The full set of entries below is to be returned unchanged.

* * * * * * *

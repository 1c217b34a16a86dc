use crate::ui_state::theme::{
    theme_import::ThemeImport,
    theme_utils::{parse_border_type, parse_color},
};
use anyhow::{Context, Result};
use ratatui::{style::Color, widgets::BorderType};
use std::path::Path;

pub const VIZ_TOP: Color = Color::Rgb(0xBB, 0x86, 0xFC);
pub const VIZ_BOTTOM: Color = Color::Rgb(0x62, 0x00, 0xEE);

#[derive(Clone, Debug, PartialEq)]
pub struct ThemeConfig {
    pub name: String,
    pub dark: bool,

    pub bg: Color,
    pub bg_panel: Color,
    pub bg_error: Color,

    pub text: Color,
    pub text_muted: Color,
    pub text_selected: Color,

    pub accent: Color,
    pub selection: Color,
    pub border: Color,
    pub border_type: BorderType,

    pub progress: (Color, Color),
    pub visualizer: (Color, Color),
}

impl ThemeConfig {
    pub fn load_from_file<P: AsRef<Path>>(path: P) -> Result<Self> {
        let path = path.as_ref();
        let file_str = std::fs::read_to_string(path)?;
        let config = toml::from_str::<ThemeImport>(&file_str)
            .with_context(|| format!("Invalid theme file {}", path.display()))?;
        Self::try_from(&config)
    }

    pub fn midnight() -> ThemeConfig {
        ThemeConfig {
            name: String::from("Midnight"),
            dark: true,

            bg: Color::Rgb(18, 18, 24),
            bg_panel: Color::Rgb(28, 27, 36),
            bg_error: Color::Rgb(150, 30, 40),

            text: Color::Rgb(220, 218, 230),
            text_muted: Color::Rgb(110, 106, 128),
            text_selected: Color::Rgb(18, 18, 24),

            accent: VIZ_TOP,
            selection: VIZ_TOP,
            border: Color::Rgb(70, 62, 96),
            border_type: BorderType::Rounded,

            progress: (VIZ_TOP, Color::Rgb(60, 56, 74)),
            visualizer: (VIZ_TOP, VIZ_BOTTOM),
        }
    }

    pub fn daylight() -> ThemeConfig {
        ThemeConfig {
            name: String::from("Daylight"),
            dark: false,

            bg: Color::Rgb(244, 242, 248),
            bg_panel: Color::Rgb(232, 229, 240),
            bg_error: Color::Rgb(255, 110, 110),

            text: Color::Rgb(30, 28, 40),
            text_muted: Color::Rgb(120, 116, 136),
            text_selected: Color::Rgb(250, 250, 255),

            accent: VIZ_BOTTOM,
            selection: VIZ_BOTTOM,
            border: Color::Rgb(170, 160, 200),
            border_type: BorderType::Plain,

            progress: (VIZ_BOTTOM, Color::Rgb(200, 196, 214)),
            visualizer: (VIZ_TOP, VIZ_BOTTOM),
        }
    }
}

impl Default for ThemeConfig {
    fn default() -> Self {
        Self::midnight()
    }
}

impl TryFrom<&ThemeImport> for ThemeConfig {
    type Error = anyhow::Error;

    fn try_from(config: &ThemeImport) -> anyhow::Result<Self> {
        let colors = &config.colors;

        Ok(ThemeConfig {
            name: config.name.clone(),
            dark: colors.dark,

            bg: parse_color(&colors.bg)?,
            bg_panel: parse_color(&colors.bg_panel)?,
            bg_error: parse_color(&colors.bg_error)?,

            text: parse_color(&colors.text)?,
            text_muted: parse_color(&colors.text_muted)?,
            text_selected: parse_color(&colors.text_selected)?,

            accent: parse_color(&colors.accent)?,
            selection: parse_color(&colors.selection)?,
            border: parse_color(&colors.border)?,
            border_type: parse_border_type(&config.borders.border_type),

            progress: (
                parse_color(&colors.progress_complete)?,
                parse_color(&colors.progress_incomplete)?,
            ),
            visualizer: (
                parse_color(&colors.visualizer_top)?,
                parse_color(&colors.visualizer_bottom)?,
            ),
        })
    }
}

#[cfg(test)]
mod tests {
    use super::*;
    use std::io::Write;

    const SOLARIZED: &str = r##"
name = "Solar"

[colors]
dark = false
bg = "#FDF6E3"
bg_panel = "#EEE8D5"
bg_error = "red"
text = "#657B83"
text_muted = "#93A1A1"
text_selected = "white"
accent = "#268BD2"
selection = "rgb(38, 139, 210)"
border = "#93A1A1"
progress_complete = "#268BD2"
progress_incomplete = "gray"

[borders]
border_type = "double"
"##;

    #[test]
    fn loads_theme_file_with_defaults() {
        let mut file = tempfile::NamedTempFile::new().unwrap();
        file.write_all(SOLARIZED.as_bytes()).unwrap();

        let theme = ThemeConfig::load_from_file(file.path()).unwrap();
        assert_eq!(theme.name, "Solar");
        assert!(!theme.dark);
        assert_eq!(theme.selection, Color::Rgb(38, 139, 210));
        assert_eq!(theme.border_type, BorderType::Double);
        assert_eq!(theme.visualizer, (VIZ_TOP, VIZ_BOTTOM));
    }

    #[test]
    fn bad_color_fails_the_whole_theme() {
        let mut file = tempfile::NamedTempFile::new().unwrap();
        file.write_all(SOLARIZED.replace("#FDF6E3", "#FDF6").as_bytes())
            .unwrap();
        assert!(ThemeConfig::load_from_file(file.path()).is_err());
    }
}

* * * * * * *

▶ **Expected output**
repository 1c217b34a16a86dc
use crate::ui_state::theme::{
    theme_import::ThemeImport,
    theme_utils::{parse_border_type, parse_color},
};
use anyhow::{Context, Result};
use ratatui::{style::Color, widgets::BorderType};
use std::path::Path;

pub const VIZ_TOP: Color = Color::Rgb(0xBB, 0x86, 0xFC);
pub const VIZ_BOTTOM: Color = Color::Rgb(0x62, 0x00, 0xEE);

#[derive(Clone, Debug, PartialEq)]
pub struct ThemeConfig {
    pub name: String,
    pub dark: bool,

    pub bg: Color,
    pub bg_panel: Color,
    pub bg_error: Color,

    pub text: Color,
    pub text_muted: Color,
    pub text_selected: Color,

    pub accent: Color,
    pub selection: Color,
    pub border: Color,
    pub border_type: BorderType,

    pub progress: (Color, Color),
    pub visualizer: (Color, Color),
}

impl ThemeConfig {
    pub fn load_from_file<P: AsRef<Path>>(path: P) -> Result<Self> {
        let path = path.as_ref();
        let file_str = std::fs::read_to_string(path)?;
        let config = toml::from_str::<ThemeImport>(&file_str)
            .with_context(|| format!("Invalid theme file {}", path.display()))?;
        Self::try_from(&config)
    }

    pub fn midnight() -> ThemeConfig {
        ThemeConfig {
            name: String::from("Midnight"),
            dark: true,

            bg: Color::Rgb(18, 18, 24),
            bg_panel: Color::Rgb(28, 27, 36),
            bg_error: Color::Rgb(150, 30, 40),

            text: Color::Rgb(220, 218, 230),
            text_muted: Color::Rgb(110, 106, 128),
            text_selected: Color::Rgb(18, 18, 24),

            accent: VIZ_TOP,
            selection: VIZ_TOP,
            border: Color::Rgb(70, 62, 96),
            border_type: BorderType::Rounded,

            progress: (VIZ_TOP, Color::Rgb(60, 56, 74)),
            visualizer: (VIZ_TOP, VIZ_BOTTOM),
        }
    }

    pub fn daylight() -> ThemeConfig {
        ThemeConfig {
            name: String::from("Daylight"),
            dark: false,

            bg: Color::Rgb(244, 242, 248),
            bg_panel: Color::Rgb(232, 229, 240),
            bg_error: Color::Rgb(255, 110, 110),

            text: Color::Rgb(30, 28, 40),
            text_muted: Color::Rgb(120, 116, 136),
            text_selected: Color::Rgb(250, 250, 255),

            accent: VIZ_BOTTOM,
            selection: VIZ_BOTTOM,
            border: Color::Rgb(170, 160, 200),
            border_type: BorderType::Plain,

            progress: (VIZ_BOTTOM, Color::Rgb(200, 196, 214)),
            visualizer: (VIZ_TOP, VIZ_BOTTOM),
        }
    }
}

impl Default for ThemeConfig {
    fn default() -> Self {
        Self::midnight()
    }
}

impl TryFrom<&ThemeImport> for ThemeConfig {
    type Error = anyhow::Error;

    fn try_from(config: &ThemeImport) -> anyhow::Result<Self> {
        let colors = &config.colors;

        Ok(ThemeConfig {
            name: config.name.clone(),
            dark: colors.dark,

            bg: parse_color(&colors.bg)?,
            bg_panel: parse_color(&colors.bg_panel)?,
            bg_error: parse_color(&colors.bg_error)?,

            text: parse_color(&colors.text)?,
            text_muted: parse_color(&colors.text_muted)?,
            text_selected: parse_color(&colors.text_selected)?,

            accent: parse_color(&colors.accent)?,
            selection: parse_color(&colors.selection)?,
            border: parse_color(&colors.border)?,
            border_type: parse_border_type(&config.borders.border_type),

            progress: (
                parse_color(&colors.progress_complete)?,
                parse_color(&colors.progress_incomplete)?,
            ),
            visualizer: (
                parse_color(&colors.visualizer_top)?,
                parse_color(&colors.visualizer_bottom)?,
            ),
        })
    }
}

#[cfg(test)]
mod tests {
    use super::*;
    use std::io::Write;

    const SOLARIZED: &str = r##"
name = "Solar"

[colors]
dark = false
bg = "#FDF6E3"
bg_panel = "#EEE8D5"
bg_error = "red"
text = "#657B83"
text_muted = "#93A1A1"
text_selected = "white"
accent = "#268BD2"
selection = "rgb(38, 139, 210)"
border = "#93A1A1"
progress_complete = "#268BD2"
progress_incomplete = "gray"

[borders]
border_type = "double"
"##;

    #[test]
    fn loads_theme_file_with_defaults() {
        let mut file = tempfile::NamedTempFile::new().unwrap();
        file.write_all(SOLARIZED.as_bytes()).unwrap();

        let theme = ThemeConfig::load_from_file(file.path()).unwrap();
        assert_eq!(theme.name, "Solar");
        assert!(!theme.dark);
        assert_eq!(theme.selection, Color::Rgb(38, 139, 210));
        assert_eq!(theme.border_type, BorderType::Double);
        assert_eq!(theme.visualizer, (VIZ_TOP, VIZ_BOTTOM));
    }

    #[test]
    fn bad_color_fails_the_whole_theme() {
        let mut file = tempfile::NamedTempFile::new().unwrap();
        file.write_all(SOLARIZED.replace("#FDF6E3", "#FDF6").as_bytes())
            .unwrap();
        assert!(ThemeConfig::load_from_file(file.path()).is_err());
    }
}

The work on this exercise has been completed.